曰く、欧米では誰もが自分の子供が大好きで、職場には写真を飾り、残業は可能な限りせず定時になれば家族のもとへ一目散であるのに対し、日本の若者は自分の事が一番好きで、自分の物語を他の誰にも邪魔されたくない傾向がある。故に結婚、まして子供をつくるなどと言った行為には後ろ向きになる、といった旨を書いていた。
これを読んで、これは私にも当てはまるな、と反省した。
確かに形では家族や子供に関わる行動もそれなりに取ってきたが、心の中では自分の趣味に費やすエネルギーやコストを<犠牲にして>行動している、といった気持ちが常に見え隠れしていた。それはきっと妻や子供達も届いてしまっていたかも知れない。
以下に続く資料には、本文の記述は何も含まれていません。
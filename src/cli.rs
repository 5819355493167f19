//! Command Line Interface
//!
//! Argument definitions and dispatch. Configuration is resolved before any
//! subcommand runs, so a missing token stops every command, `info` included,
//! before a request is made.

use crate::config::Config;
use crate::env::Environment;
use crate::error::{Result, VarsError};
use crate::gitlab::client::GitlabClient;
use crate::gitlab::variables::{self, Clock, DEFAULT_TIMESTAMP_FORMAT};
use clap::{Args, Parser, Subcommand, ValueEnum};
use std::path::PathBuf;
use std::time::Duration;
use tracing::Level;

/// Read and update GitLab CI/CD project variables
#[derive(Parser, Debug)]
#[command(name = "gitlab-vars", version, about, long_about = None)]
pub struct Cli {
    /// Log level for debugging (logs go to stderr unless --log-file is set)
    #[arg(long, value_enum, default_value = "off", global = true)]
    pub log_level: LogLevel,

    /// Append logs to this file instead of stderr
    #[arg(long, global = true)]
    pub log_file: Option<PathBuf>,

    /// Request timeout in seconds (transport default when unset)
    #[arg(long, value_name = "SECS", global = true)]
    pub timeout: Option<u64>,

    #[command(subcommand)]
    pub command: Command,
}

#[derive(Debug, Clone, Copy, ValueEnum)]
pub enum LogLevel {
    Off,
    Error,
    Warn,
    Info,
    Debug,
    Trace,
}

impl LogLevel {
    pub fn to_tracing_level(self) -> Option<Level> {
        match self {
            LogLevel::Off => None,
            LogLevel::Error => Some(Level::ERROR),
            LogLevel::Warn => Some(Level::WARN),
            LogLevel::Info => Some(Level::INFO),
            LogLevel::Debug => Some(Level::DEBUG),
            LogLevel::Trace => Some(Level::TRACE),
        }
    }
}

#[derive(Subcommand, Debug)]
pub enum Command {
    /// Show the token (masked), its type and the API URL
    Info,

    /// Print a variable's value
    #[command(override_usage = "gitlab-vars get [OPTIONS] [PROJECT] <KEY>")]
    Get(TargetArgs),

    /// Create a new variable
    #[command(override_usage = "gitlab-vars create [OPTIONS] [PROJECT] <KEY> <VALUE>")]
    Create(TargetArgs),

    /// Replace an existing variable's value
    #[command(override_usage = "gitlab-vars update [OPTIONS] [PROJECT] <KEY> <VALUE>")]
    Update(TargetArgs),

    /// Add one to an integer variable
    #[command(override_usage = "gitlab-vars incr [OPTIONS] [PROJECT] <KEY>")]
    Incr(TargetArgs),

    /// Subtract one from an integer variable
    #[command(override_usage = "gitlab-vars decr [OPTIONS] [PROJECT] <KEY>")]
    Decr(TargetArgs),

    /// Set a variable to the current local time
    #[command(override_usage = "gitlab-vars timestamp [OPTIONS] [PROJECT] <KEY>")]
    Timestamp(TimestampArgs),
}

/// Project and positional arguments shared by the variable commands
#[derive(Args, Debug)]
pub struct TargetArgs {
    /// Project ID or path (default: GITLAB_VARS_PROJECT_ID, then CI_PROJECT_ID)
    #[arg(long)]
    pub project: Option<String>,

    /// [PROJECT] followed by the command's arguments
    #[arg(
        value_name = "ARGS",
        required = true,
        num_args = 1..=3,
        allow_negative_numbers = true
    )]
    pub args: Vec<String>,
}

#[derive(Args, Debug)]
pub struct TimestampArgs {
    #[command(flatten)]
    pub target: TargetArgs,

    /// strftime format of the stored value
    #[arg(long, default_value = DEFAULT_TIMESTAMP_FORMAT)]
    pub format: String,
}

/// Arguments after project resolution
#[derive(Debug, PartialEq, Eq)]
struct Target<'a> {
    project: Option<&'a str>,
    rest: &'a [String],
}

impl TargetArgs {
    /// Split off the optional leading project argument.
    ///
    /// `arity` is the number of arguments the command takes besides the
    /// project. One extra argument is the project; giving it both ways is an
    /// error.
    fn split(&self, command: &str, arity: usize) -> Result<Target<'_>> {
        let args = self.args.as_slice();
        match args.len() {
            n if n == arity => Ok(Target {
                project: self.project.as_deref(),
                rest: args,
            }),
            n if n == arity + 1 => {
                if self.project.is_some() {
                    return Err(VarsError::usage(format!(
                        "{}: project given both as argument and with --project",
                        command
                    )));
                }
                Ok(Target {
                    project: Some(args[0].as_str()),
                    rest: &args[1..],
                })
            }
            n => Err(VarsError::usage(format!(
                "{}: expected {} or {} arguments, got {}",
                command,
                arity,
                arity + 1,
                n
            ))),
        }
    }
}

/// Variable operation selected by a subcommand
#[derive(Debug, Clone, Copy)]
enum Operation<'a> {
    Get,
    Create,
    Update,
    Incr,
    Decr,
    Timestamp { format: &'a str },
}

/// Run a parsed command and return the lines to print on stdout
pub async fn run<E, C>(cli: &Cli, env: &E, clock: &C) -> Result<Vec<String>>
where
    E: Environment + ?Sized,
    C: Clock,
{
    let config = Config::resolve(env)?;

    let (name, target_args, arity, operation) = match &cli.command {
        Command::Info => return Ok(config.info_lines()),
        Command::Get(args) => ("get", args, 1, Operation::Get),
        Command::Create(args) => ("create", args, 2, Operation::Create),
        Command::Update(args) => ("update", args, 2, Operation::Update),
        Command::Incr(args) => ("incr", args, 1, Operation::Incr),
        Command::Decr(args) => ("decr", args, 1, Operation::Decr),
        Command::Timestamp(args) => (
            "timestamp",
            &args.target,
            1,
            Operation::Timestamp {
                format: &args.format,
            },
        ),
    };

    let target = target_args.split(name, arity)?;
    let project = config.project_for(target.project)?;
    let key = target.rest[0].as_str();
    if key.is_empty() {
        return Err(VarsError::usage(format!("{}: variable key is empty", name)));
    }

    if let Operation::Timestamp { format } = operation {
        variables::validate_timestamp_format(format)?;
    }

    tracing::info!("{} {} in project {}", name, key, project);

    let client = GitlabClient::new(config, cli.timeout.map(Duration::from_secs))?;

    match operation {
        Operation::Get => {
            let value = variables::get_variable(&client, &project, key).await?;
            return Ok(vec![value]);
        }
        Operation::Create => {
            variables::create_variable(&client, &project, key, &target.rest[1]).await?;
        }
        Operation::Update => {
            variables::update_variable(&client, &project, key, &target.rest[1]).await?;
        }
        Operation::Incr => {
            variables::increment_variable(&client, &project, key).await?;
        }
        Operation::Decr => {
            variables::decrement_variable(&client, &project, key).await?;
        }
        Operation::Timestamp { format } => {
            variables::stamp_variable(&client, &project, key, format, clock).await?;
        }
    }

    Ok(Vec::new())
}

#[cfg(test)]
mod tests {
    use super::*;

    fn parse(args: &[&str]) -> Cli {
        Cli::try_parse_from(std::iter::once("gitlab-vars").chain(args.iter().copied())).unwrap()
    }

    fn target(cli: &Cli) -> &TargetArgs {
        match &cli.command {
            Command::Get(a) | Command::Create(a) | Command::Update(a) => a,
            Command::Incr(a) | Command::Decr(a) => a,
            Command::Timestamp(a) => &a.target,
            Command::Info => panic!("info has no target"),
        }
    }

    #[test]
    fn test_cli_definition_is_valid() {
        use clap::CommandFactory;
        Cli::command().debug_assert();
    }

    #[test]
    fn test_key_only_uses_flag_project() {
        let cli = parse(&["get", "--project", "42", "BUILD"]);
        let split = target(&cli).split("get", 1).unwrap();
        assert_eq!(split.project, Some("42"));
        assert_eq!(split.rest, ["BUILD".to_string()]);
    }

    #[test]
    fn test_positional_project() {
        let cli = parse(&["create", "group/app", "KEY", "VALUE"]);
        let split = target(&cli).split("create", 2).unwrap();
        assert_eq!(split.project, Some("group/app"));
        assert_eq!(split.rest, ["KEY".to_string(), "VALUE".to_string()]);
    }

    #[test]
    fn test_no_project_defers_to_config() {
        let cli = parse(&["incr", "COUNTER"]);
        let split = target(&cli).split("incr", 1).unwrap();
        assert_eq!(split.project, None);
    }

    #[test]
    fn test_project_given_twice_is_rejected() {
        let cli = parse(&["update", "--project", "1", "2", "KEY", "VALUE"]);
        let err = target(&cli).split("update", 2).unwrap_err();
        assert!(matches!(err, VarsError::Usage(_)));
    }

    #[test]
    fn test_wrong_argument_count() {
        let cli = parse(&["get", "a", "b", "c"]);
        assert!(target(&cli).split("get", 1).is_err());

        let cli = parse(&["create", "KEY"]);
        assert!(target(&cli).split("create", 2).is_err());
    }

    #[test]
    fn test_timestamp_default_format() {
        let cli = parse(&["timestamp", "LAST_RUN"]);
        match cli.command {
            Command::Timestamp(args) => assert_eq!(args.format, DEFAULT_TIMESTAMP_FORMAT),
            _ => panic!("expected timestamp"),
        }
    }

    #[test]
    fn test_global_options_after_subcommand() {
        let cli = parse(&["get", "KEY", "--timeout", "5", "--log-level", "debug"]);
        assert_eq!(cli.timeout, Some(5));
        assert!(cli.log_level.to_tracing_level().is_some());
    }
}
そんな私をある程度寛容に見てくれてい彼等は、私よりずっと大人である。
ただ、そうはいっても、今回の事も、やはり子供達に学費のかかる時期に備えて私の趣味を<犠牲にし>た行動である、という概念から抜け出せないでいる。
まあ、そんな事をする必要も無いくらいの高収入を稼ぎ出せていればよかったのだろうが、それが出来ず、また、自分の趣味を最優先にして譲らない生活を貫くほどの図太さも無い。
そんな訳で、今日、私のワゴンRは、手許を離れていった。
話は少し遡る。
長男の大学進学が半年後に迫った今年10月のこと。
家計の中で大きな支出を占めている自家用車。引越し当初から妻から不要論をずっと言われ続けてきたが、いよいよ整理に向けて行動せねばならないと思うようになった。
飯田では妻が通勤用に使っていたイプサム。八王子では徒歩とバスでの通勤になったので、週末に実家や飯田へ行く時にしか使わなくなっていた。来年、長男が八王子へ戻れば、飯田行きも無くなるのでイプサムの出番は殆ど無くなる。どちらの実家にもクルマはあるので、普段我が家にクルマが無くても非常時に実家から借りる事だってできる。
更に、10月半ばに私へ人事異動の辞令が下り、11月からは遂に電車バス通勤に変わってしまうことになった。そうなると通勤手段として存在意義を主張できていたワゴンRも、有閑設備と化してしまう。残念ながら「私の趣味の対象」などという存在意義は認められていない…。
そして、イプサムの車検は来年2月、ワゴンRは来年5月。長男の卒業は来年3月。
やっぱり走行距離は短くなるかもしれないが、1台はクルマを残しておき高額な修理が必要な故障に見舞われるまでは乗ろう、という結論になり、妻にとって運転し易いイプサムが我が家に残る事になった。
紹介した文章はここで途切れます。